Blog: Finding My Pages

In a post from two weeks ago, I told you that this week I would show you how to look inside pages to see the NEXTPAGE and PREVPAGE pointers. When I started to write this, I realized that before I can show you how to look inside the pages, I need to show you how to find out what pages to look at. So I’m going to juggle this blog schedule a bit, and this week I’ll show you how to find out what pages belong to a table and next time we’ll actually look inside the pages. However, the methods I’m going to show you to find page numbers will also provide the NEXTPAGE and the PREVPAGE values, so you don’t actually have to look inside the pages to get that information.

Starting in SQL Server 2014, Microsoft included the dynamic management object sys.dm_db_database_page_allocations. This function is technically undocumented but other people have blogged about it elsewhere, and it is a very useful function to be aware of.  The function has five parameters: database_id, object_id, index_id, partition_number, and mode.  For most of the parameters, a NULL means ALL. So a NULL for object_id would mean you want all objects. Once an ALL is specified, the rest of the parameters, except mode, are ignored. So if you specify NULL for object_id, the value for index_id and partition_number are basically ignored.

I’m not going to go into all the details, but I’ll show a few examples of the use of this function.

The most important columns returned for use when you want to look inside the pages are the allocated_page_page_id and allocated_page_file_id  columns, for the file ID and the page ID, respectively, of a page. The function returns one row for each page in the table, index and partition specified in the function’s parameters. Here’s an example using a very small table that I create. I am using a database called test, but you can use any database you like, as long as you include the correct database name in the function call.

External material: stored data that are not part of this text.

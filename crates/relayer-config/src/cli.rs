// Copyright 2022 Webb Technologies Inc.
//
// Licensed under the Apache License, Version 2.0 (the "License");
// you may not use this file except in compliance with the License.
// You may obtain a copy of the License at
//
// http://www.apache.org/licenses/LICENSE-2.0
//
// Unless required by applicable law or agreed to in writing, software
// distributed under the License is distributed on an "AS IS" BASIS,
// WITHOUT WARRANTIES OR CONDITIONS OF ANY KIND, either express or implied.
// See the License for the specific language governing permissions and
// limitations under the License.

use crate::TracklessRelayerConfig;
use anyhow::Context;
use directories_next::ProjectDirs;
use std::path::{Path, PathBuf};
use structopt::StructOpt;

/// Package identifier, where the default configuration & database are defined.
/// If the user does not start the relayer with the `--config-dir`
/// it will default to read from the default location depending on the OS.
pub const PACKAGE_ID: [&str; 3] = ["network", "trackless", "trackless-relayer"];

/// The Trackless Relayer Command-line tool
///
/// Start the relayer from a config directory:
///
/// $ trackless-relayer -vvv -c <CONFIG_DIR_PATH>
#[derive(StructOpt)]
#[structopt(name = "Trackless Relayer")]
pub struct Opts {
    /// A level of verbosity, and can be used multiple times
    #[structopt(short, long, parse(from_occurrences))]
    pub verbose: i32,
    /// Directory that contains configration files.
    #[structopt(
        short = "c",
        long = "config-dir",
        value_name = "PATH",
        parse(from_os_str)
    )]
    pub config_dir: Option<PathBuf>,
    /// Create the Database Store in a temporary directory.
    /// and will be deleted when the process exits.
    #[structopt(long)]
    pub tmp: bool,
}

/// Loads the configuration from the given directory, or from the OS
/// specific config directory when none is given.
pub fn load_config<P>(
    config_dir: Option<P>,
) -> Result<TracklessRelayerConfig, anyhow::Error>
where
    P: AsRef<Path>,
{
    tracing::debug!("Getting default dirs for trackless relayer");
    let dirs = ProjectDirs::from(PACKAGE_ID[0], PACKAGE_ID[1], PACKAGE_ID[2])
        .context("failed to get config")?;
    let path = match config_dir {
        Some(p) => p.as_ref().to_path_buf(),
        None => dirs.config_dir().to_path_buf(),
    };
    // return an error if the path is not a directory.
    if !path.is_dir() {
        return Err(anyhow::anyhow!("{} is not a directory", path.display()));
    }
    tracing::trace!("Loading Config from {} ..", path.display());
    let v = crate::utils::load(path)?;
    tracing::trace!("Config loaded..");
    Ok(v)
}

/// Sets up the logger for the relayer, based on the verbosity level passed in.
///
/// `-v` is warnings, `-vv` info, `-vvv` debug and anything above is trace.
/// `RUST_LOG` directives are honored on top of that.
pub fn setup_logger(verbosity: i32, filter: &str) -> anyhow::Result<()> {
    use tracing::Level;
    let log_level = match verbosity {
        0 => Level::ERROR,
        1 => Level::WARN,
        2 => Level::INFO,
        3 => Level::DEBUG,
        _ => Level::TRACE,
    };
    let env_filter = tracing_subscriber::EnvFilter::from_default_env()
        .add_directive(format!("{filter}={log_level}").parse()?)
        .add_directive(
            format!("{}={log_level}", trackless_relayer_utils::probe::TARGET)
                .parse()?,
        );
    let logger = tracing_subscriber::fmt()
        .with_target(true)
        .with_max_level(log_level)
        .with_env_filter(env_filter);
    // if we are not compiling for integration tests, we should use pretty logs
    #[cfg(not(feature = "integration-tests"))]
    let logger = logger.pretty();
    // otherwise, we should use json, which is easy to parse.
    #[cfg(feature = "integration-tests")]
    let logger = logger.json().flatten_event(true).with_current_span(false);

    logger.init();
    Ok(())
}

/// Creates the sled store of the relayer.
///
/// With `--tmp` the store lives in a temporary directory. With
/// `--config-dir` it lives in a `store` directory next to the config
/// directory, otherwise in the OS specific data directory.
pub async fn create_store(
    opts: &Opts,
) -> anyhow::Result<trackless_relayer_store::SledStore> {
    // check if we shall use the temp dir.
    if opts.tmp {
        tracing::debug!("Using temp dir for store");
        let store = trackless_relayer_store::SledStore::temporary()?;
        return Ok(store);
    }
    let dirs = ProjectDirs::from(PACKAGE_ID[0], PACKAGE_ID[1], PACKAGE_ID[2])
        .context("failed to get config")?;
    let p = match opts.config_dir.as_ref() {
        Some(p) => p.to_path_buf(),
        None => dirs.data_local_dir().to_path_buf(),
    };
    let db_path = match opts.config_dir.as_ref().zip(p.parent()) {
        Some((_, parent)) => parent.join("store"),
        None => p.join("store"),
    };

    tracing::debug!("Opening store at {}", db_path.display());
    let store = trackless_relayer_store::SledStore::open(db_path)?;
    Ok(store)
}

I’m adding a counter to the GO command to tell SQL Server to run the batch 400 times. I want to add enough rows to end up with more than one data page in this table. I’m returning the page ID and file id for each page, as well as the page ID and file ID for the next and previous pages for each page.

1
2
3
4
5
6
7
8
9
10
11
12
13
14
15
16
17
18
19
20
21
22
23
24
25
26
27
28
29
30
31
32
33
34
35
USE test;
GO

DROP TABLE IF EXISTS smallrows;
GO

CREATE TABLE smallrows ( a INT IDENTITY,  b datetime DEFAULT getdate() );
GO

SET NOCOUNT ON;
GO

INSERT INTO smallrows
DEFAULT VALUES;
GO 400

SELECT COUNT(*) AS ROW_COUNT FROM smallrows;
GO

SELECT allocated_page_file_id AS file_id, allocated_page_page_id AS page_id,
page_type_desc, next_page_file_id, next_page_page_id,
previous_page_file_id, previous_page_file_id
FROM sys.dm_db_database_page_allocations (db_id('test'), object_id('smallrows'),
NULL, NULL, 'DETAILED');
GO

CREATE CLUSTERED INDEX small_id ON smallrows(a);
GO

SELECT allocated_page_file_id AS file_id, allocated_page_page_id AS page_id,
page_type_desc, next_page_file_id, next_page_page_id,
previous_page_file_id, previous_page_file_id
FROM sys.dm_db_database_page_allocations (db_id('test'), object_id('smallrows'),
NULL, NULL, 'DETAILED');
GO

Here is the output I got:

table pages output

Keep in mind that your page numbers will most likely be different. Notice that the first time I return the page numbers, no values are shown for the next and previous pages. This is because there is no clustered index on the table and thus, there is no implied ordering to the pages. When I create a clustered index, the data moves to new pages, and there is now one index page. One of the data pages has values for the next page, and that next page has values for the previous page.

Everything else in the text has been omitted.